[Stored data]
■ ■ ■ ■ ■ ■ ■

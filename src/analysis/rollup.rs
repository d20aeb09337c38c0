//! Category and subcategory roll-up.
//!
//! Re-aggregates enriched questions into coarser buckets. Each bucket holds
//! one stat per respondent and a `total` summed from those stats.

use crate::models::{
    CategoryBucket, EnrichedQuestion, RankedStat, Stat, SubcategoryBucket, Tally,
};
use indexmap::IndexMap;
use tracing::{debug, warn};

/// Category buckets keyed by category label, in first-seen order.
pub type CategoryBuckets = IndexMap<String, CategoryBucket>;

/// Subcategory buckets keyed by subcategory label, in first-seen order.
pub type SubcategoryBuckets = IndexMap<String, SubcategoryBucket>;

/// Roll enriched questions up by category and by subcategory.
///
/// Subcategories are expected to belong to a single category. When they do
/// not, the bucket keeps the category of the first question seen.
/// Subcategory entries come back unranked.
pub fn roll_up(enriched: &[EnrichedQuestion]) -> (CategoryBuckets, SubcategoryBuckets) {
    let mut categories: IndexMap<String, IndexMap<String, Tally>> = IndexMap::new();
    let mut subcategories: IndexMap<String, (String, IndexMap<String, Tally>)> = IndexMap::new();

    for question in enriched {
        let def = &question.question;

        let category_slots = categories.entry(def.category.clone()).or_default();
        let (parent, subcategory_slots) = subcategories
            .entry(def.subcategory.clone())
            .or_insert_with(|| (def.category.clone(), IndexMap::new()));

        if *parent != def.category {
            warn!(
                "Question {} puts subcategory '{}' under '{}', keeping '{}'",
                def.id, def.subcategory, def.category, parent
            );
        }

        for (respondent, stat) in &question.entities.respondents {
            category_slots
                .entry(respondent.clone())
                .or_default()
                .absorb(stat);
            subcategory_slots
                .entry(respondent.clone())
                .or_default()
                .absorb(stat);
        }
    }

    let by_category: CategoryBuckets = categories
        .into_iter()
        .map(|(label, slots)| {
            let respondents = finish_slots(slots);
            let total = total_of(respondents.values());
            (label, CategoryBucket { respondents, total })
        })
        .collect();

    let by_subcategory: SubcategoryBuckets = subcategories
        .into_iter()
        .map(|(label, (category, slots))| {
            let stats = finish_slots(slots);
            let total = total_of(stats.values());
            let respondents = stats
                .into_iter()
                .map(|(respondent, stat)| (respondent, RankedStat::unranked(stat)))
                .collect();
            (
                label,
                SubcategoryBucket {
                    category,
                    respondents,
                    total,
                },
            )
        })
        .collect();

    debug!(
        "Rolled {} questions into {} categories and {} subcategories",
        enriched.len(),
        by_category.len(),
        by_subcategory.len()
    );

    (by_category, by_subcategory)
}

fn finish_slots(slots: IndexMap<String, Tally>) -> IndexMap<String, Stat> {
    slots
        .into_iter()
        .map(|(respondent, tally)| (respondent, tally.finish()))
        .collect()
}

/// Sum a bucket's respondent stats, deriving the average from the final sums.
fn total_of<'a>(stats: impl IntoIterator<Item = &'a Stat>) -> Stat {
    let mut total = Tally::default();
    for stat in stats {
        total.absorb(stat);
    }
    total.finish()
}

#[cfg(test)]
mod tests {
    use super::*;
    use crate::analysis::{aggregate_answers, enrich};
    use crate::models::{AnswerRow, QuestionDef};

    fn enriched_fixture() -> Vec<EnrichedQuestion> {
        let catalog = vec![
            QuestionDef::new("Q1", "Roles are clear", "Roles", "Clarity"),
            QuestionDef::new("Q2", "Duties are shared", "Roles", "Fairness"),
            QuestionDef::new("Q3", "Expectations are known", "Roles", "Clarity"),
            QuestionDef::new("Q4", "We talk often", "Communication", "Frequency"),
        ];
        let rows = vec![
            AnswerRow::new("Smith")
                .with_answer("Q1", "4")
                .with_answer("Q2", "3")
                .with_answer("Q3", "5")
                .with_answer("Q4", "1"),
            AnswerRow::new("Jones")
                .with_answer("Q1", "2")
                .with_answer("Q3", "2")
                .with_answer("Q4", "N/A"),
        ];
        enrich(&catalog, &aggregate_answers(&rows))
    }

    #[test]
    fn test_category_bucket_sums() {
        let (by_category, _) = roll_up(&enriched_fixture());

        let roles = &by_category["Roles"];
        assert_eq!(roles.respondents["Smith"], Stat::new(3, 12));
        assert_eq!(roles.respondents["Jones"], Stat::new(2, 4));
        assert_eq!(roles.total, Stat::new(5, 16));
        assert_eq!(roles.total.average(), 3.2);
    }

    #[test]
    fn test_subcategory_bucket_sums_and_parent() {
        let (_, by_subcategory) = roll_up(&enriched_fixture());

        let clarity = &by_subcategory["Clarity"];
        assert_eq!(clarity.category, "Roles");
        assert_eq!(clarity.respondents["Smith"].stat, Stat::new(2, 9));
        assert_eq!(clarity.respondents["Jones"].stat, Stat::new(2, 4));
        assert_eq!(clarity.total, Stat::new(4, 13));
        assert!(clarity.respondents.values().all(|r| r.rank == 0));
    }

    #[test]
    fn test_zero_stat_respondents_are_present_in_buckets() {
        let (by_category, by_subcategory) = roll_up(&enriched_fixture());

        assert_eq!(by_category["Communication"].respondents["Jones"], Stat::zero());
        assert_eq!(by_subcategory["Fairness"].respondents["Jones"].stat, Stat::zero());
        assert_eq!(by_subcategory["Fairness"].total, Stat::new(1, 3));
    }

    #[test]
    fn test_bucket_order_is_first_seen() {
        let (by_category, by_subcategory) = roll_up(&enriched_fixture());

        let cats: Vec<_> = by_category.keys().map(String::as_str).collect();
        assert_eq!(cats, vec!["Roles", "Communication"]);
        let subs: Vec<_> = by_subcategory.keys().map(String::as_str).collect();
        assert_eq!(subs, vec!["Clarity", "Fairness", "Frequency"]);
    }

    #[test]
    fn test_conflicting_subcategory_keeps_first_category() {
        let catalog = vec![
            QuestionDef::new("Q1", "a", "Roles", "Shared"),
            QuestionDef::new("Q2", "b", "Communication", "Shared"),
        ];
        let rows = vec![AnswerRow::new("Smith")
            .with_answer("Q1", "1")
            .with_answer("Q2", "3")];
        let (by_category, by_subcategory) = roll_up(&enrich(&catalog, &aggregate_answers(&rows)));

        assert_eq!(by_subcategory["Shared"].category, "Roles");
        assert_eq!(by_subcategory["Shared"].total, Stat::new(2, 4));
        assert_eq!(by_category.len(), 2);
    }

    #[test]
    fn test_totals_match_respondent_sums() {
        let (by_category, by_subcategory) = roll_up(&enriched_fixture());

        for bucket in by_category.values() {
            let count: u64 = bucket.respondents.values().map(|s| s.count()).sum();
            let sum: u128 = bucket.respondents.values().map(|s| s.sum()).sum();
            assert_eq!(bucket.total.count(), count);
            assert_eq!(bucket.total.sum(), sum);
        }
        for bucket in by_subcategory.values() {
            let count: u64 = bucket.respondents.values().map(|r| r.stat.count()).sum();
            let sum: u128 = bucket.respondents.values().map(|r| r.stat.sum()).sum();
            assert_eq!(bucket.total.count(), count);
            assert_eq!(bucket.total.sum(), sum);
        }
    }

    #[test]
    fn test_no_respondents_yields_empty_buckets() {
        let catalog = vec![QuestionDef::new("Q1", "a", "Roles", "Clarity")];
        let (by_category, by_subcategory) = roll_up(&enrich(&catalog, &Default::default()));

        assert!(by_category["Roles"].respondents.is_empty());
        assert_eq!(by_category["Roles"].total, Stat::zero());
        assert_eq!(by_subcategory["Clarity"].total, Stat::zero());
    }
}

■ ■ ■ ■ ■ ■ ■

=== Work to complete ===
Nothing but the lines from the beginning of the records through the line with "pub fn roll_up(enriched: &[EnrichedQuestion])" should appear, each printed exactly.

=== Completed task ===
filename src/analysis/rollup.rs
repository d20aeb09337c38c0
//! Category and subcategory roll-up.
//!
//! Re-aggregates enriched questions into coarser buckets. Each bucket holds
//! one stat per respondent and a `total` summed from those stats.

use crate::models::{
    CategoryBucket, EnrichedQuestion, RankedStat, Stat, SubcategoryBucket, Tally,
};
use indexmap::IndexMap;
use tracing::{debug, warn};

/// Category buckets keyed by category label, in first-seen order.
pub type CategoryBuckets = IndexMap<String, CategoryBucket>;

/// Subcategory buckets keyed by subcategory label, in first-seen order.
pub type SubcategoryBuckets = IndexMap<String, SubcategoryBucket>;

/// Roll enriched questions up by category and by subcategory.
///
/// Subcategories are expected to belong to a single category. When they do
/// not, the bucket keeps the category of the first question seen.
/// Subcategory entries come back unranked.
pub fn roll_up(enriched: &[EnrichedQuestion]) -> (CategoryBuckets, SubcategoryBuckets) {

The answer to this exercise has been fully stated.